━━━━━ DATA RECORDS ━━━━━
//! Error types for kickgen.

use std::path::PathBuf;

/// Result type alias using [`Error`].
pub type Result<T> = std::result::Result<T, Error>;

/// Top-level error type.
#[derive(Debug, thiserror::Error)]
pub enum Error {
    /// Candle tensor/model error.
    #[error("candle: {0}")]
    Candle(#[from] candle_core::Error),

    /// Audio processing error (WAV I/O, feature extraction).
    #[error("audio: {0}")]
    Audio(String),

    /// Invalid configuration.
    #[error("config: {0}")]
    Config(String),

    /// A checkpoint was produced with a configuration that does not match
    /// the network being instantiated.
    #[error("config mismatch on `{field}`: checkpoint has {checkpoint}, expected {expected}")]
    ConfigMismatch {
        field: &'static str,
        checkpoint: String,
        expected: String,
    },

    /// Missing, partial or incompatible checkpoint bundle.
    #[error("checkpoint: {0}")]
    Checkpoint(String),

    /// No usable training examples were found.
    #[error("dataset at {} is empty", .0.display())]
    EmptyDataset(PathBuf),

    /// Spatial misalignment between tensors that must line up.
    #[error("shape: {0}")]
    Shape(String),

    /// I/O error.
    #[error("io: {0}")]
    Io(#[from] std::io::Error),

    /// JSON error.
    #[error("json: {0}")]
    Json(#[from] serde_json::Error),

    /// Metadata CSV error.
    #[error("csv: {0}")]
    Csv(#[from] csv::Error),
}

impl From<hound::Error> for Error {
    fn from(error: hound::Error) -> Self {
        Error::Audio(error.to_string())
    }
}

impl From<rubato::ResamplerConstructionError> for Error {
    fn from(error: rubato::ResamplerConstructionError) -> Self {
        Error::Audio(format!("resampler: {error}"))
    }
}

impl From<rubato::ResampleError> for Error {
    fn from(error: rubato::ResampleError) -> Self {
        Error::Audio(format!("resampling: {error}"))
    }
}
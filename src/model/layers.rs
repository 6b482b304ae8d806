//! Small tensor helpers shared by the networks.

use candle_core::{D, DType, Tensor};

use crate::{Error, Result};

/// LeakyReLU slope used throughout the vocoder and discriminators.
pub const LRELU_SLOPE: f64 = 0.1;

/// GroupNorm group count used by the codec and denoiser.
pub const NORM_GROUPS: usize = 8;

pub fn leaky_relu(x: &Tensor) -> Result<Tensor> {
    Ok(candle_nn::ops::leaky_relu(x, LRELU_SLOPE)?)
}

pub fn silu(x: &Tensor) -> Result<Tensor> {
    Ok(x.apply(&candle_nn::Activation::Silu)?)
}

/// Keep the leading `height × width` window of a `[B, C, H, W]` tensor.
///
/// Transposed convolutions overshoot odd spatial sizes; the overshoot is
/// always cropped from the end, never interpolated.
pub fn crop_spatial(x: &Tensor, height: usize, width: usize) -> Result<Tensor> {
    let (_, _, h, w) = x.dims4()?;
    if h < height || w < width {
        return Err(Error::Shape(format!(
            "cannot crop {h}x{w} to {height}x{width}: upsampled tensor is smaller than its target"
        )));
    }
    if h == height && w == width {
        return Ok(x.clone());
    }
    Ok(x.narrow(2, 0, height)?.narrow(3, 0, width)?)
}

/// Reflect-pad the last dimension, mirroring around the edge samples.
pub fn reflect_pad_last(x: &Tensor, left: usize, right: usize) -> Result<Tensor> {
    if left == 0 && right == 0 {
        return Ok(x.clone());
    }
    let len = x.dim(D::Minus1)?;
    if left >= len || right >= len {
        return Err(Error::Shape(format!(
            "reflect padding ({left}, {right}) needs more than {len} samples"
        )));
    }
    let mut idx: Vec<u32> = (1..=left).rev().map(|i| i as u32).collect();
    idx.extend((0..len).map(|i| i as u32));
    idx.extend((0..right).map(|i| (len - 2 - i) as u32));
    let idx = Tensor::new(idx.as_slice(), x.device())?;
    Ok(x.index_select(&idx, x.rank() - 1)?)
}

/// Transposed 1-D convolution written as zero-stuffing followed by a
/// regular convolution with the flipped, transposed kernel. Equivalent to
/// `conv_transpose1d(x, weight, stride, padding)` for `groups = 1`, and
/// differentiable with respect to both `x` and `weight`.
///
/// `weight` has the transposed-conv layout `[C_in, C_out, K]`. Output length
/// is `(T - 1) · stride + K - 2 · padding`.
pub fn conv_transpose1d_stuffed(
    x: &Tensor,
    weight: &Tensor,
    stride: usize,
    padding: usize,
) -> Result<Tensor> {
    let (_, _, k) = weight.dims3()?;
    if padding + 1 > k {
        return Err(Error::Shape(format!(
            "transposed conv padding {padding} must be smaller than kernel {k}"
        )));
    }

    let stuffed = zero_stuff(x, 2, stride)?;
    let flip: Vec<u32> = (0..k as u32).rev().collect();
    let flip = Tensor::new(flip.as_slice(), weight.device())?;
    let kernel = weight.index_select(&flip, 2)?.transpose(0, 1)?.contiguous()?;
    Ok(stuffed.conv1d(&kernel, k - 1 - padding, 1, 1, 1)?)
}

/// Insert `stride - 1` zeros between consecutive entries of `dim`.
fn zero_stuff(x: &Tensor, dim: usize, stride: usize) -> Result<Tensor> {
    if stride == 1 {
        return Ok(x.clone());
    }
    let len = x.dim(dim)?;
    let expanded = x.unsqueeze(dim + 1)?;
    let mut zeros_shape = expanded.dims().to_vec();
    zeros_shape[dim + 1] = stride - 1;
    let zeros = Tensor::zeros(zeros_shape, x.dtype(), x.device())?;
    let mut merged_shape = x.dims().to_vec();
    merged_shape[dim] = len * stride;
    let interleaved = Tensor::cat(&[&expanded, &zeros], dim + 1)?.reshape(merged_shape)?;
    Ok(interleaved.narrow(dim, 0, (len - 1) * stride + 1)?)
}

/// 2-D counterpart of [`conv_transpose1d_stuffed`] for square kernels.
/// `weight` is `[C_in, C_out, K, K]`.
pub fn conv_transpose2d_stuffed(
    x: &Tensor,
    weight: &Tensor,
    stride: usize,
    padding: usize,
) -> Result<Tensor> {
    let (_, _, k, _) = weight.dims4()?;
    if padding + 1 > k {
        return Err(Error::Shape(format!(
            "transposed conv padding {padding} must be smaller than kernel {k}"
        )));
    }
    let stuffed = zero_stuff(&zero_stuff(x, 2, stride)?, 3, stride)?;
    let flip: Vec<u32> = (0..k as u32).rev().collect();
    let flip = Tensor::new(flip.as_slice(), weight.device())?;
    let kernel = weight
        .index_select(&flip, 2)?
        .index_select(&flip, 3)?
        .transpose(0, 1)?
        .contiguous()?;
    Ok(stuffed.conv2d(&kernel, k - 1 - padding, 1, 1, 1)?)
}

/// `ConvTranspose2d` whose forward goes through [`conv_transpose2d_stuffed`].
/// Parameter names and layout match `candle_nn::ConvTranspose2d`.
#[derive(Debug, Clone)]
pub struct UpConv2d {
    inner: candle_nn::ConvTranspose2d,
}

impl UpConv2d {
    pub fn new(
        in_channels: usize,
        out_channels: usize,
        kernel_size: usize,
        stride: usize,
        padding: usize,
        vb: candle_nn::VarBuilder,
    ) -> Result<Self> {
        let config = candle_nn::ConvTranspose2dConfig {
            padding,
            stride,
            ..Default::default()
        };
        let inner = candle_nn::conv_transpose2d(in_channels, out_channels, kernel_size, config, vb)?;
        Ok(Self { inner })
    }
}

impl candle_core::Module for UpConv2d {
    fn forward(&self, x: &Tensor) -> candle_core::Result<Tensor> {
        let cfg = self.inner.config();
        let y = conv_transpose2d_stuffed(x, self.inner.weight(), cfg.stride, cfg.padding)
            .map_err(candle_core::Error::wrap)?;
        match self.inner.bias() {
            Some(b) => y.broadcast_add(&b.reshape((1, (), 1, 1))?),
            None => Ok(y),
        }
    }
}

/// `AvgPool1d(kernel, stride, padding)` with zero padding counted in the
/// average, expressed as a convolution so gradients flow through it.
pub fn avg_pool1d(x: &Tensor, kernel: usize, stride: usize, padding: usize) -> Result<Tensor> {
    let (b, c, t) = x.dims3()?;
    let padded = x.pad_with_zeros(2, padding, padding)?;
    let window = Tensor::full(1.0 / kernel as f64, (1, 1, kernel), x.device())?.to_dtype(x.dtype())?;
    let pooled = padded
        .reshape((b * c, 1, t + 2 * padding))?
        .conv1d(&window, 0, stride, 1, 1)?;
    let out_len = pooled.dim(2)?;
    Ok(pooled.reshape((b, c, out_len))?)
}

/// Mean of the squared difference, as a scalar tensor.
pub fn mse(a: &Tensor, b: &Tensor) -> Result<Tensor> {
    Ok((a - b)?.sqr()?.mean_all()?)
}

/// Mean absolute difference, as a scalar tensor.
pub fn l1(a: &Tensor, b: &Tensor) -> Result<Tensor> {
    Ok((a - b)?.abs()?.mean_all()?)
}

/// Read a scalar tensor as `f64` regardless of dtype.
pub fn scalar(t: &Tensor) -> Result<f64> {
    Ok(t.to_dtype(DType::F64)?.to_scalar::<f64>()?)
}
━━━━━
* _TRY IT_
Output exactly the span of lines beginning at the first line of the records and ending at the line that holds "network being instantiated.", inclusive, with no other text.

* _TASK RESPONSE_
//! Error types for kickgen.

use std::path::PathBuf;

/// Result type alias using [`Error`].
pub type Result<T> = std::result::Result<T, Error>;

/// Top-level error type.
#[derive(Debug, thiserror::Error)]
pub enum Error {
    /// Candle tensor/model error.
    #[error("candle: {0}")]
    Candle(#[from] candle_core::Error),

    /// Audio processing error (WAV I/O, feature extraction).
    #[error("audio: {0}")]
    Audio(String),

    /// Invalid configuration.
    #[error("config: {0}")]
    Config(String),

    /// A checkpoint was produced with a configuration that does not match
    /// the network being instantiated.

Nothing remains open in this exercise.